(Data entries)
//! Logistic regrowth of a population on a moisture-retaining substrate.

use crate::error::{ModelError, check_num, check_pos};
use crate::model::Trajectory;
use crate::rates::RateParams;
use serde::{Deserialize, Serialize};

/// Tolerance used when deciding whether `t_max` is a multiple of `dt`.
const GRID_TOL: f64 = 1e-9;

/// Largest number of integration steps of one run.
pub const MAX_STEPS: f64 = 1e7;

/// Largest accepted initial population.
pub const MAX_N_INIT: f64 = 1e5;

/// Growth parameters shared by every growth condition.
#[derive(Debug, PartialEq, Clone, Serialize, Deserialize)]
pub struct GrowthParams {
    /// Initial population.
    #[serde(default = "default_n_init")]
    pub n_init: f64,
    /// Base growth rate (day⁻¹).
    #[serde(default = "default_rate_base")]
    pub rate_base: f64,
    /// Carrying capacity.
    #[serde(default = "default_capacity")]
    pub capacity: f64,
    /// Simulation length (days).
    #[serde(default = "default_t_max")]
    pub t_max: f64,
    /// Time step (days).
    #[serde(default = "default_dt")]
    pub dt: f64,
    /// Humidity retained by the substrate over ambient (%).
    #[serde(default = "default_retention")]
    pub retention: f64,
}

fn default_n_init() -> f64 {
    100.0
}

fn default_rate_base() -> f64 {
    0.8
}

fn default_capacity() -> f64 {
    5e5
}

fn default_t_max() -> f64 {
    30.0
}

fn default_dt() -> f64 {
    0.05
}

fn default_retention() -> f64 {
    20.0
}

impl Default for GrowthParams {
    fn default() -> Self {
        Self {
            n_init: default_n_init(),
            rate_base: default_rate_base(),
            capacity: default_capacity(),
            t_max: default_t_max(),
            dt: default_dt(),
            retention: default_retention(),
        }
    }
}

impl GrowthParams {
    pub fn validate(&self) -> Result<(), ModelError> {
        check_pos("n_init", self.n_init)?;
        check_num("n_init", self.n_init, ..=MAX_N_INIT)?;
        check_num("rate_base", self.rate_base, 0.0..f64::INFINITY)?;
        check_pos("capacity", self.capacity)?;
        check_num("t_max", self.t_max, 0.0..f64::INFINITY)?;
        check_pos("dt", self.dt)?;
        check_num("dt", self.dt, self.t_max / MAX_STEPS..)?;
        check_num("retention", self.retention, 0.0..=100.0)?;
        Ok(())
    }
}

/// Effect of a humidity rule once local humidity falls below its threshold.
#[derive(Debug, PartialEq, Clone, Copy)]
pub enum HumidityEffect {
    /// Replace the moisture multiplier `local_rel_hum / 100` with a fixed value.
    MoisturePenalty(f64),
    /// Subtract `rate * N` from the logistic increment.
    DieOff(f64),
}

#[derive(Debug, PartialEq, Clone, Copy)]
pub struct HumidityRule {
    /// The rule applies when local humidity is strictly below this value (%).
    pub below: f64,
    pub effect: HumidityEffect,
}

impl HumidityRule {
    pub fn applies(&self, local_rel_hum: f64) -> bool {
        local_rel_hum < self.below
    }
}

/// Ordered set of humidity rules.
///
/// For each kind of effect only the first applicable rule counts.
#[derive(Debug, PartialEq, Clone)]
pub struct HumidityPolicy {
    rules: Vec<HumidityRule>,
}

impl HumidityPolicy {
    pub fn new(rules: Vec<HumidityRule>) -> Self {
        Self { rules }
    }

    /// Rules that apply at `local_rel_hum`, in policy order.
    pub fn active_rules(&self, local_rel_hum: f64) -> impl Iterator<Item = &HumidityRule> {
        self.rules.iter().filter(move |rule| rule.applies(local_rel_hum))
    }

    /// Multiplier applied to the growth rate for moisture availability.
    pub fn moisture_multiplier(&self, local_rel_hum: f64) -> f64 {
        self.active_rules(local_rel_hum)
            .find_map(|rule| match rule.effect {
                HumidityEffect::MoisturePenalty(mult) => Some(mult),
                HumidityEffect::DieOff(_) => None,
            })
            .unwrap_or(local_rel_hum / 100.0)
    }

    /// Additional per-capita die-off rate (day⁻¹).
    pub fn die_off_rate(&self, local_rel_hum: f64) -> f64 {
        self.active_rules(local_rel_hum)
            .find_map(|rule| match rule.effect {
                HumidityEffect::DieOff(rate) => Some(rate),
                HumidityEffect::MoisturePenalty(_) => None,
            })
            .unwrap_or(0.0)
    }
}

/// Thresholds and constants of the default two-rule humidity policy.
#[derive(Debug, PartialEq, Clone, Serialize, Deserialize)]
#[serde(deny_unknown_fields)]
pub struct PolicyParams {
    #[serde(default = "default_moist_threshold")]
    pub moist_threshold: f64,
    #[serde(default = "default_moist_penalty")]
    pub moist_penalty: f64,
    #[serde(default = "default_die_off_threshold")]
    pub die_off_threshold: f64,
    #[serde(default = "default_die_off_rate")]
    pub die_off_rate: f64,
}

fn default_moist_threshold() -> f64 {
    20.0
}

fn default_moist_penalty() -> f64 {
    0.02
}

fn default_die_off_threshold() -> f64 {
    30.0
}

fn default_die_off_rate() -> f64 {
    0.01
}

impl Default for PolicyParams {
    fn default() -> Self {
        Self {
            moist_threshold: default_moist_threshold(),
            moist_penalty: default_moist_penalty(),
            die_off_threshold: default_die_off_threshold(),
            die_off_rate: default_die_off_rate(),
        }
    }
}

impl PolicyParams {
    pub fn validate(&self) -> Result<(), ModelError> {
        check_num("moist_threshold", self.moist_threshold, 0.0..=100.0)?;
        check_num("moist_penalty", self.moist_penalty, 0.0..f64::INFINITY)?;
        check_num("die_off_threshold", self.die_off_threshold, 0.0..=100.0)?;
        check_num("die_off_rate", self.die_off_rate, 0.0..f64::INFINITY)?;
        Ok(())
    }

    pub fn policy(&self) -> HumidityPolicy {
        HumidityPolicy::new(vec![
            HumidityRule {
                below: self.moist_threshold,
                effect: HumidityEffect::MoisturePenalty(self.moist_penalty),
            },
            HumidityRule {
                below: self.die_off_threshold,
                effect: HumidityEffect::DieOff(self.die_off_rate),
            },
        ])
    }
}

impl Default for HumidityPolicy {
    fn default() -> Self {
        PolicyParams::default().policy()
    }
}

/// Humidity seen on the substrate: ambient plus retention, saturating at 100.
pub fn local_rel_hum(amb_rel_hum: f64, retention: f64) -> f64 {
    (amb_rel_hum + retention).min(100.0)
}

/// Outcome of one logistic growth simulation.
#[derive(Debug, Clone)]
pub struct LogisticRun {
    pub traj: Trajectory,
    pub local_rel_hum: f64,
    pub rate_env: f64,
    pub rate_die_off: f64,
}

/// Uniform grid from 0 to `t_max` with step `dt`, including `t_max` when it is a multiple of `dt`.
fn time_grid(t_max: f64, dt: f64) -> Vec<f64> {
    let ratio = t_max / dt;
    let n_steps = (ratio + GRID_TOL).floor() as usize;
    let ends_on_t_max = (ratio - n_steps as f64).abs() <= GRID_TOL;

    (0..=n_steps)
        .map(|i_step| {
            if i_step == n_steps && ends_on_t_max {
                t_max
            } else {
                i_step as f64 * dt
            }
        })
        .collect()
}

/// Integrate logistic growth at temperature `temp` and ambient humidity `amb_rel_hum`.
///
/// Forward Euler with a floor at zero:
/// `N' = rate_env * N * (1 - N / K) - rate_die_off * N`.
///
/// # Errors
/// Returns [`ModelError::InvalidParameter`] if `temp` is not finite, `amb_rel_hum`
/// is outside `[0, 100]` or any growth parameter is out of range, and
/// [`ModelError::NumericDegeneracy`] if the environmental rate overflows.
pub fn simulate_logistic_growth(
    rates: &RateParams,
    par: &GrowthParams,
    policy: &HumidityPolicy,
    temp: f64,
    amb_rel_hum: f64,
) -> Result<LogisticRun, ModelError> {
    check_num("temp", temp, f64::MIN..=f64::MAX)?;
    check_num("amb_rel_hum", amb_rel_hum, 0.0..=100.0)?;
    par.validate()?;

    let local_rel_hum = local_rel_hum(amb_rel_hum, par.retention);
    let temp_factor = rates.q10_temp_factor(temp);
    let moist_mult = policy.moisture_multiplier(local_rel_hum);
    let rate_env = par.rate_base * temp_factor * moist_mult;
    if !rate_env.is_finite() {
        return Err(ModelError::NumericDegeneracy {
            name: "rate_env",
            value: rate_env,
        });
    }
    let rate_die_off = policy.die_off_rate(local_rel_hum);

    let time = time_grid(par.t_max, par.dt);
    log::debug!(
        "local RH {local_rel_hum}%, {} grid points, {} active rules",
        time.len(),
        policy.active_rules(local_rel_hum).count()
    );

    let mut pop = Vec::with_capacity(time.len());
    let mut n = par.n_init;
    pop.push(n);
    for _ in 1..time.len() {
        let mut dn = rate_env * n * (1.0 - n / par.capacity);
        dn -= rate_die_off * n;
        n = (n + dn * par.dt).max(0.0);
        pop.push(n);
    }

    Ok(LogisticRun {
        traj: Trajectory::new(time, pop),
        local_rel_hum,
        rate_env,
        rate_die_off,
    })
}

> ABOUT THIS TASK:
Copy each line of the records that has "Trajectory" in it.

> EXERCISE ANSWER:
use crate::model::Trajectory;
    pub traj: Trajectory,
        traj: Trajectory::new(time, pop),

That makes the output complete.